How to complete this task ▸ The answer must be every line below that contains the string "StaticTokenCredential".
--- Records shown ---
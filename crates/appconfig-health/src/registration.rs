//! Registering configuration-service probes with a [`HealthChecksBuilder`].
//!
//! Registration is two-phase: [`AppConfigurationCheckBuilder::register`]
//! validates its arguments immediately, and the stored factory resolves the
//! endpoint and key set once per build before constructing the probe.

use std::sync::Arc;
use std::time::Duration;

use tracing::debug;

use crate::cache::ClientCache;
use crate::checker::AppConfigurationHealthCheck;
use crate::credential::TokenCredential;
use crate::endpoint::Endpoint;
use crate::error::ConstructionError;
use crate::options::AppConfigurationOptions;
use crate::registry::{
    CheckFactory, HealthCheck, HealthCheckRegistration, HealthChecksBuilder, HealthStatus,
    ServiceContext,
};

/// Name used when a registration does not supply one.
pub const DEFAULT_CHECK_NAME: &str = "azureappconfiguration";

/// Resolves the endpoint from the service context at build time.
pub type EndpointFactory =
    Arc<dyn Fn(&ServiceContext) -> Result<Endpoint, ConstructionError> + Send + Sync>;

/// Populates the key set, optionally using the service context.
pub type SetupFn = Arc<dyn Fn(&ServiceContext, &mut AppConfigurationOptions) + Send + Sync>;

enum EndpointSource {
    Fixed(String),
    Factory(EndpointFactory),
}

/// Collects the arguments of a configuration-service probe registration.
#[derive(Default)]
pub struct AppConfigurationCheckBuilder {
    endpoint: Option<EndpointSource>,
    credential: Option<Arc<dyn TokenCredential>>,
    setup: Option<SetupFn>,
    name: Option<String>,
    failure_status: Option<HealthStatus>,
    tags: Vec<String>,
    timeout: Option<Duration>,
    clients: Option<Arc<ClientCache>>,
}

impl AppConfigurationCheckBuilder {
    /// Builder with no arguments set.
    pub fn new() -> Self {
        Self::default()
    }

    /// Fixed endpoint address; validated by [`register`](Self::register).
    pub fn endpoint(mut self, endpoint: impl Into<String>) -> Self {
        self.endpoint = Some(EndpointSource::Fixed(endpoint.into()));
        self
    }

    /// Endpoint computed from the service context each time the check is built.
    pub fn endpoint_factory<F>(mut self, factory: F) -> Self
    where
        F: Fn(&ServiceContext) -> Result<Endpoint, ConstructionError> + Send + Sync + 'static,
    {
        self.endpoint = Some(EndpointSource::Factory(Arc::new(factory)));
        self
    }

    /// Token provider used for every read. Required.
    pub fn credential(mut self, credential: Arc<dyn TokenCredential>) -> Self {
        self.credential = Some(credential);
        self
    }

    /// Populate the key set. Runs once per build.
    pub fn setup<F>(mut self, setup: F) -> Self
    where
        F: Fn(&mut AppConfigurationOptions) + Send + Sync + 'static,
    {
        self.setup = Some(Arc::new(
            move |_: &ServiceContext, options: &mut AppConfigurationOptions| setup(options),
        ));
        self
    }

    /// Populate the key set with access to the service context.
    pub fn setup_with_context<F>(mut self, setup: F) -> Self
    where
        F: Fn(&ServiceContext, &mut AppConfigurationOptions) + Send + Sync + 'static,
    {
        self.setup = Some(Arc::new(setup));
        self
    }

    /// Registration name; defaults to [`DEFAULT_CHECK_NAME`].
    pub fn name(mut self, name: impl Into<String>) -> Self {
        self.name = Some(name.into());
        self
    }

    /// Status reported when a read fails; defaults to unhealthy.
    pub fn failure_status(mut self, status: HealthStatus) -> Self {
        self.failure_status = Some(status);
        self
    }

    /// Labels the runner can filter on.
    pub fn tags<I, S>(mut self, tags: I) -> Self
    where
        I: IntoIterator<Item = S>,
        S: Into<String>,
    {
        self.tags.extend(tags.into_iter().map(Into::into));
        self
    }

    /// Upper bound on one check run, enforced by the runner.
    pub fn timeout(mut self, timeout: Duration) -> Self {
        self.timeout = Some(timeout);
        self
    }

    /// Client cache used when the service context does not provide one.
    pub fn client_cache(mut self, clients: Arc<ClientCache>) -> Self {
        self.clients = Some(clients);
        self
    }

    /// Validate the arguments and produce a registration.
    pub fn build(self) -> Result<HealthCheckRegistration, ConstructionError> {
        let resolve_endpoint: EndpointFactory = match self.endpoint {
            Some(EndpointSource::Fixed(raw)) => {
                let endpoint = Endpoint::parse(&raw)?;
                Arc::new(move |_: &ServiceContext| Ok::<_, ConstructionError>(endpoint.clone()))
            }
            Some(EndpointSource::Factory(factory)) => factory,
            None => return Err(ConstructionError::MissingArgument("endpoint")),
        };
        let credential = self
            .credential
            .ok_or(ConstructionError::MissingArgument("credential"))?;
        let clients = match self.clients {
            Some(clients) => clients,
            None => Arc::new(ClientCache::http()?),
        };
        let setup = self.setup;
        let name = self.name.unwrap_or_else(|| DEFAULT_CHECK_NAME.to_string());

        let factory: CheckFactory = Arc::new(
            move |services: &ServiceContext| -> Result<Arc<dyn HealthCheck>, ConstructionError> {
                let mut options = AppConfigurationOptions::new();
                if let Some(setup) = &setup {
                    setup(services, &mut options);
                }
                let endpoint = resolve_endpoint(services)?;
                let clients = services
                    .get::<ClientCache>()
                    .unwrap_or_else(|| Arc::clone(&clients));
                debug!(%endpoint, keys = options.len(), "building configuration health check");

                Ok(Arc::new(AppConfigurationHealthCheck::new(
                    endpoint,
                    Arc::clone(&credential),
                    options,
                    clients,
                )))
            },
        );

        let mut registration = HealthCheckRegistration::new(name, factory)
            .with_failure_status(self.failure_status.unwrap_or(HealthStatus::Unhealthy))
            .with_tags(self.tags);
        if let Some(timeout) = self.timeout {
            registration = registration.with_timeout(timeout);
        }
        Ok(registration)
    }

    /// Validate the arguments and add the registration to `builder`.
    pub fn register<'b>(
        self,
        builder: &'b mut HealthChecksBuilder,
    ) -> Result<&'b mut HealthChecksBuilder, ConstructionError> {
        let registration = self.build()?;
        Ok(builder.add(registration))
    }
}

impl HealthChecksBuilder {
    /// Register a probe for `endpoint` with the default name and status.
    pub fn add_app_configuration<F>(
        &mut self,
        endpoint: &str,
        credential: Arc<dyn TokenCredential>,
        setup: F,
    ) -> Result<&mut Self, ConstructionError>
    where
        F: Fn(&mut AppConfigurationOptions) + Send + Sync + 'static,
    {
        AppConfigurationCheckBuilder::new()
            .endpoint(endpoint)
            .credential(credential)
            .setup(setup)
            .register(self)
    }
}

#[cfg(test)]
mod tests {
    use super::*;
    use crate::credential::StaticTokenCredential;

    fn credential() -> Arc<dyn TokenCredential> {
        Arc::new(StaticTokenCredential::new("token"))
    }

    #[test]
    fn defaults_applied() {
        let registration = AppConfigurationCheckBuilder::new()
            .endpoint("http://localhost")
            .credential(credential())
            .build()
            .unwrap();

        assert_eq!(registration.name, DEFAULT_CHECK_NAME);
        assert_eq!(registration.failure_status, HealthStatus::Unhealthy);
        assert!(registration.tags.is_empty());
        assert_eq!(registration.timeout, None);
    }

    #[test]
    fn optional_arguments_are_kept() {
        let registration = AppConfigurationCheckBuilder::new()
            .endpoint("http://localhost")
            .credential(credential())
            .name("appconfigurationcheck")
            .failure_status(HealthStatus::Degraded)
            .tags(["ready"])
            .timeout(Duration::from_secs(2))
            .build()
            .unwrap();

        assert_eq!(registration.name, "appconfigurationcheck");
        assert_eq!(registration.failure_status, HealthStatus::Degraded);
        assert!(registration.tags.contains("ready"));
        assert_eq!(registration.timeout, Some(Duration::from_secs(2)));
    }

    #[test]
    fn missing_endpoint_fails() {
        let err = AppConfigurationCheckBuilder::new()
            .credential(credential())
            .build()
            .unwrap_err();
        assert_eq!(err, ConstructionError::MissingArgument("endpoint"));
        assert!(err.is_invalid_argument());
    }

    #[test]
    fn missing_credential_fails() {
        let err = AppConfigurationCheckBuilder::new()
            .endpoint("http://localhost")
            .build()
            .unwrap_err();
        assert_eq!(err, ConstructionError::MissingArgument("credential"));
        assert!(err.is_invalid_argument());
    }

    #[test]
    fn invalid_endpoint_fails_at_registration() {
        let mut builder = HealthChecksBuilder::new();
        let err = builder
            .add_app_configuration("", credential(), |options| {
                options.add_key("configkey");
            })
            .unwrap_err();

        assert!(matches!(
            err,
            ConstructionError::InvalidArgument { name: "endpoint", .. }
        ));
        assert!(builder.registrations().is_empty());
    }

    #[test]
    fn context_cache_takes_precedence() {
        let bound = Arc::new(ClientCache::http().unwrap());
        let shared = Arc::new(ClientCache::http().unwrap());
        let registration = AppConfigurationCheckBuilder::new()
            .endpoint("http://localhost")
            .credential(credential())
            .client_cache(bound.clone())
            .build()
            .unwrap();

        let mut services = ServiceContext::new();
        services.insert(shared.clone());
        let check = registration.build(&services).unwrap();
        let check = check
            .as_any()
            .downcast_ref::<AppConfigurationHealthCheck>()
            .unwrap();

        assert!(Arc::ptr_eq(check.clients(), &shared));
        assert!(!Arc::ptr_eq(check.clients(), &bound));
    }
}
---
Solution ▸
    use crate::credential::StaticTokenCredential;
        Arc::new(StaticTokenCredential::new("token"))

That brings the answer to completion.